I liked the pair work still, since it gave a safe environment to practice, and because my partner helped me (and I hope I sometimes helped her) to figure out what had just happened and what we were supposed to practice. I burst out laughing a bunch of times at the absurdity of what I was trying to do. I kept bursting into Spanish and even Greek and Nepali phrases, and I don’t even know the latter two.
The milling around was nice because I found it harder today to sit than yesterday. It got us to know new people and hear different ways that people interpreted the words we were saying.
I found myself bored today, possibly because I’ve already practically given up, and feel so far behind. I needed more time to review.
Even though I typed out my new words last night, I didn’t have time to review them before class today, so I was more in the dark than I wanted to be. So by the end of today I felt even more in the hole.
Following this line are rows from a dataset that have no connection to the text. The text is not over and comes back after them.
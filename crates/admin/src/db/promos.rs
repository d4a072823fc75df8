//! Promotion repository (`"Promo"`).

use chrono::{DateTime, NaiveDate, Utc};
use serde::Serialize;
use sqlx::PgPool;
use uuid::Uuid;

use super::RepositoryError;

/// A promotion, with the name of its linked product when there is one.
#[derive(Debug, Clone, Serialize, sqlx::FromRow)]
pub struct Promo {
    pub id: String,
    pub nama: String,
    pub judul_promo: Option<String>,
    pub jenis: Option<String>,
    pub deskripsi: Option<String>,
    pub product_id: Option<String>,
    pub product_nama: Option<String>,
    pub syarat_ketentuan: Option<String>,
    pub tanggal_mulai: Option<NaiveDate>,
    pub tanggal_selesai: Option<NaiveDate>,
    pub created_at: DateTime<Utc>,
    pub updated_at: DateTime<Utc>,
}

impl Promo {
    /// Whether the promo runs on `day` (both bounds inclusive).
    ///
    /// A missing bound is open-ended.
    #[must_use]
    pub fn is_active_on(&self, day: NaiveDate) -> bool {
        self.tanggal_mulai.is_none_or(|start| start <= day)
            && self.tanggal_selesai.is_none_or(|end| day <= end)
    }
}

/// Validated fields for creating or updating a promo.
#[derive(Debug, Clone, PartialEq, Eq)]
pub struct PromoInput {
    pub nama: String,
    pub judul_promo: String,
    pub jenis: Option<String>,
    pub deskripsi: Option<String>,
    pub product_id: Option<String>,
    pub syarat_ketentuan: Option<String>,
    pub tanggal_mulai: NaiveDate,
    pub tanggal_selesai: NaiveDate,
}

const PROMO_SELECT: &str = r#"
    SELECT p.id, p.nama, p.judul_promo, p.jenis, p.deskripsi, p.product_id,
           pr.nama AS product_nama, p.syarat_ketentuan, p.tanggal_mulai,
           p.tanggal_selesai, p.created_at, p.updated_at
    FROM "Promo" p
    LEFT JOIN "Produk" pr ON pr.id = p.product_id
"#;

/// Repository for promo database operations.
pub struct PromoRepository<'a> {
    pool: &'a PgPool,
}

impl<'a> PromoRepository<'a> {
    #[must_use]
    pub const fn new(pool: &'a PgPool) -> Self {
        Self { pool }
    }

    /// List all promos, newest first.
    ///
    /// # Errors
    ///
    /// Returns `RepositoryError::Database` if the query fails.
    pub async fn list_all(&self) -> Result<Vec<Promo>, RepositoryError> {
        let sql = format!("{PROMO_SELECT} ORDER BY p.created_at DESC");
        let rows = sqlx::query_as::<_, Promo>(&sql)
            .fetch_all(self.pool)
            .await?;
        Ok(rows)
    }

    /// Get a promo by id.
    ///
    /// # Errors
    ///
    /// Returns `RepositoryError::Database` if the query fails.
    pub async fn get(&self, id: &str) -> Result<Option<Promo>, RepositoryError> {
        let sql = format!("{PROMO_SELECT} WHERE p.id = $1");
        let row = sqlx::query_as::<_, Promo>(&sql)
            .bind(id)
            .fetch_optional(self.pool)
            .await?;
        Ok(row)
    }

    /// Create a promo and return its id.
    ///
    /// # Errors
    ///
    /// Returns `RepositoryError::Database` if the insert fails (including an
    /// unknown linked product).
    pub async fn create(&self, input: &PromoInput) -> Result<String, RepositoryError> {
        let id = Uuid::new_v4().to_string();
        sqlx::query(
            r#"
            INSERT INTO "Promo" (id, nama, judul_promo, jenis, deskripsi, product_id,
                                 syarat_ketentuan, tanggal_mulai, tanggal_selesai)
            VALUES ($1, $2, $3, $4, $5, $6, $7, $8, $9)
            "#,
        )
        .bind(&id)
        .bind(&input.nama)
        .bind(&input.judul_promo)
        .bind(&input.jenis)
        .bind(&input.deskripsi)
        .bind(&input.product_id)
        .bind(&input.syarat_ketentuan)
        .bind(input.tanggal_mulai)
        .bind(input.tanggal_selesai)
        .execute(self.pool)
        .await
        .map_err(|e| RepositoryError::from_insert(e, "promo"))?;

        Ok(id)
    }

    /// Update a promo.
    ///
    /// # Errors
    ///
    /// Returns `RepositoryError::NotFound` if no promo has that id.
    pub async fn update(&self, id: &str, input: &PromoInput) -> Result<(), RepositoryError> {
        let result = sqlx::query(
            r#"
            UPDATE "Promo"
            SET nama = $2, judul_promo = $3, jenis = $4, deskripsi = $5, product_id = $6,
                syarat_ketentuan = $7, tanggal_mulai = $8, tanggal_selesai = $9,
                updated_at = now()
            WHERE id = $1
            "#,
        )
        .bind(id)
        .bind(&input.nama)
        .bind(&input.judul_promo)
        .bind(&input.jenis)
        .bind(&input.deskripsi)
        .bind(&input.product_id)
        .bind(&input.syarat_ketentuan)
        .bind(input.tanggal_mulai)
        .bind(input.tanggal_selesai)
        .execute(self.pool)
        .await?;

        if result.rows_affected() == 0 {
            return Err(RepositoryError::NotFound);
        }
        Ok(())
    }

    /// Delete a promo.
    ///
    /// # Errors
    ///
    /// Returns `RepositoryError::NotFound` if no promo has that id.
    pub async fn delete(&self, id: &str) -> Result<(), RepositoryError> {
        let result = sqlx::query(r#"DELETE FROM "Promo" WHERE id = $1"#)
            .bind(id)
            .execute(self.pool)
            .await?;

        if result.rows_affected() == 0 {
            return Err(RepositoryError::NotFound);
        }
        Ok(())
    }
}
I don’t get the sense that the teacher is paying attention to our individual progress. He remains a very pleasant and warm presence: dynamic and engaging, giving help when someone calls him over without being overly demanding of perfection. But I don’t know if he’s aware of our separate levels of accomplishment or comfort (or lack thereof). As long as we keep learning as a big group, I’m afraid I’ll fall more behind.
Tonight I again wrote out the words that I heard today, and again I did it phonetically. He’s trying to teach us on the blackboard the phonemic system of the language and that confuses me. I just want to get the sound of the language in my ears. The spelling (as in English) only confuses me further. I want to get sounds and meanings write before I tackle the written system, which has no relation to my own.
I noticed that when I taught Madhu Maya, she would always do the same: write the Nepali phonology for the words (and sometimes wrong). The Chinese woman next to me was also doing that, in Chinese characters.